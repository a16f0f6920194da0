use alloc::string::ToString;
use core::time::Duration;

use super::*;
use crate::error::ErrorKind;

const HOUR: u64 = 3_600 * TICKS_PER_SECOND;

#[test]
fn negate_borrows_a_day() {
    let twelve_hours = SignedDuration::try_new(0, 12, 0, 0).unwrap();
    let negated = twelve_hours.negate();
    assert_eq!(negated.days(), -1);
    assert_eq!(negated.time_ticks(), 12 * HOUR);
    assert_eq!(negated.negate(), twelve_hours);

    let whole = SignedDuration::from_days(7).unwrap();
    assert_eq!(whole.negate(), SignedDuration::from_days(-7).unwrap());
    assert_eq!(SignedDuration::ZERO.negate(), SignedDuration::ZERO);
}

#[test]
fn negate_at_the_edges() {
    let max = SignedDuration::from_days(i64::MAX).unwrap();
    let min = max.negate();
    assert_eq!(min.days(), -i64::MAX);
    assert_eq!(min.negate(), max);

    let almost = SignedDuration::from_parts(-i64::MAX, 1).unwrap();
    let negated = almost.negate();
    assert_eq!(negated.days(), i64::MAX - 1);
    assert_eq!(negated.time_ticks(), TICKS_PER_DAY - 1);
    assert_eq!(negated.negate(), almost);
}

#[test]
fn construction_errors() {
    let err = SignedDuration::from_parts(0, TICKS_PER_DAY).unwrap_err();
    assert_eq!(err.kind(), ErrorKind::Validation);
    let err = SignedDuration::from_days(i64::MIN).unwrap_err();
    assert_eq!(err.kind(), ErrorKind::Range);
    assert!(SignedDuration::from_parts(i64::MAX, 1).is_err());
    assert!(SignedDuration::try_new(0, 24, 0, 0).is_err());
    assert!(SignedDuration::try_new_with_fraction(0, 0, 0, 0, -0.1).is_err());
    assert!(SignedDuration::try_new_with_ticks(0, 0, 0, 0, TICKS_PER_SECOND).is_err());
}

#[test]
fn add_and_subtract_carry() {
    let eighteen = SignedDuration::try_new(1, 18, 0, 0).unwrap();
    let twelve = SignedDuration::try_new(0, 12, 0, 0).unwrap();
    let sum = eighteen.add(&twelve).unwrap();
    assert_eq!(sum, SignedDuration::try_new(2, 6, 0, 0).unwrap());

    let difference = twelve.subtract(&eighteen).unwrap();
    assert_eq!(difference.total_ticks(), -30 * i128::from(HOUR));
    assert_eq!(difference.days(), -2);
    assert_eq!(difference.hours(), 18);
    assert_eq!(difference.subtract(&difference).unwrap(), SignedDuration::ZERO);
}

#[test]
fn add_overflow_is_a_range_error() {
    let max = SignedDuration::from_days(i64::MAX).unwrap();
    let err = max.add(&SignedDuration::from_parts(0, 1).unwrap()).unwrap_err();
    assert_eq!(err.kind(), ErrorKind::Range);
    assert!(max.negate().subtract(&SignedDuration::from_days(1).unwrap()).is_err());
}

#[test]
fn total_ticks_round_trip() {
    let values = [
        SignedDuration::ZERO,
        SignedDuration::try_new_with_ticks(3, 1, 2, 3, 4).unwrap(),
        SignedDuration::try_new(-5, 23, 59, 59).unwrap(),
        SignedDuration::from_days(i64::MAX).unwrap(),
        SignedDuration::from_days(-i64::MAX).unwrap(),
    ];
    for value in values {
        assert_eq!(SignedDuration::from_total_ticks(value.total_ticks()).unwrap(), value);
    }
    assert!(SignedDuration::from_total_ticks(MAX_TOTAL_TICKS + 1).is_err());
    assert!(SignedDuration::from_total_ticks(-MAX_TOTAL_TICKS - 1).is_err());
}

#[test]
fn sign_and_abs() {
    let negative = SignedDuration::try_new(-1, 12, 0, 0).unwrap();
    assert_eq!(negative.sign(), Sign::Negative);
    assert_eq!(negative.sign().as_i8(), -1);
    assert!(negative.is_negative());
    assert_eq!(negative.abs(), SignedDuration::try_new(0, 12, 0, 0).unwrap());

    assert!(SignedDuration::ZERO.is_zero());
    assert_eq!(SignedDuration::ZERO.sign(), Sign::from(0));
    let tick = SignedDuration::from_parts(0, 1).unwrap();
    assert_eq!(tick.sign(), Sign::Positive);
    assert_eq!(tick.abs(), tick);
}

#[test]
fn ordering_matches_total_ticks() {
    let values = [
        SignedDuration::try_new(-2, 0, 0, 0).unwrap(),
        SignedDuration::try_new(-1, 12, 0, 0).unwrap(),
        SignedDuration::ZERO,
        SignedDuration::try_new(0, 0, 0, 1).unwrap(),
        SignedDuration::try_new(1, 0, 0, 0).unwrap(),
    ];
    for pair in values.windows(2) {
        assert!(pair[0] < pair[1]);
        assert!(pair[0].total_ticks() < pair[1].total_ticks());
    }
}

#[test]
fn iso_duration_conversions() {
    let iso = IsoDuration::try_from_days(-3, 1).unwrap();
    let duration = SignedDuration::from(iso);
    assert_eq!(duration.days(), -3);
    assert_eq!(duration.time_ticks(), TICKS_PER_NANOSECOND);
    assert_eq!(IsoDuration::try_from(duration).unwrap(), iso);

    // Sub-nanosecond ticks truncate toward zero.
    let fine = SignedDuration::from_parts(-1, TICKS_PER_DAY - 1).unwrap();
    assert_eq!(fine.to_iso_duration().unwrap().as_nanoseconds(), 0);

    let too_long = SignedDuration::from_days(3_652_060).unwrap();
    assert!(!too_long.is_standard());
    assert_eq!(too_long.to_iso_duration().unwrap_err().kind(), ErrorKind::Range);
}

#[test]
fn core_duration_conversions() {
    let core = Duration::new(SECONDS_PER_DAY * 2 + 61, 500);
    let duration = SignedDuration::from(core);
    assert_eq!(duration.days(), 2);
    assert_eq!(duration.minutes(), 1);
    assert_eq!(duration.seconds(), 1);
    assert_eq!(duration.subsecond_ticks(), 500 * TICKS_PER_NANOSECOND);
    assert_eq!(Duration::try_from(duration).unwrap(), core);

    let negative = SignedDuration::try_new(-1, 23, 0, 0).unwrap();
    assert_eq!(Duration::try_from(negative).unwrap_err().kind(), ErrorKind::Range);
    let huge = SignedDuration::from_days(i64::MAX).unwrap();
    assert!(Duration::try_from(huge).is_err());
}

#[test]
fn fraction_accessors() {
    let duration = SignedDuration::try_new_with_fraction(0, 0, 0, 1, 0.25).unwrap();
    assert_eq!(duration.second_fraction(), 0.25);
    assert_eq!(duration.subsecond_ticks(), TICKS_PER_SECOND / 4);
}

#[test]
fn display() {
    assert_eq!(SignedDuration::ZERO.to_string(), "0.00:00:00");
    assert_eq!(
        SignedDuration::try_new(0, 12, 0, 0).unwrap().negate().to_string(),
        "-0.12:00:00"
    );
    assert_eq!(
        SignedDuration::try_new(-4, 12, 0, 0).unwrap().to_string(),
        "-3.12:00:00"
    );
    assert_eq!(
        SignedDuration::try_new_with_fraction(50, 1, 2, 3, 0.25)
            .unwrap()
            .to_string(),
        "50.01:02:03.25"
    );
}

__________________________________________________

WORK INSTRUCTIONS | Count up the lines in the listing that hold the word "pair", and give that number only.

RESPONSE AREA | 3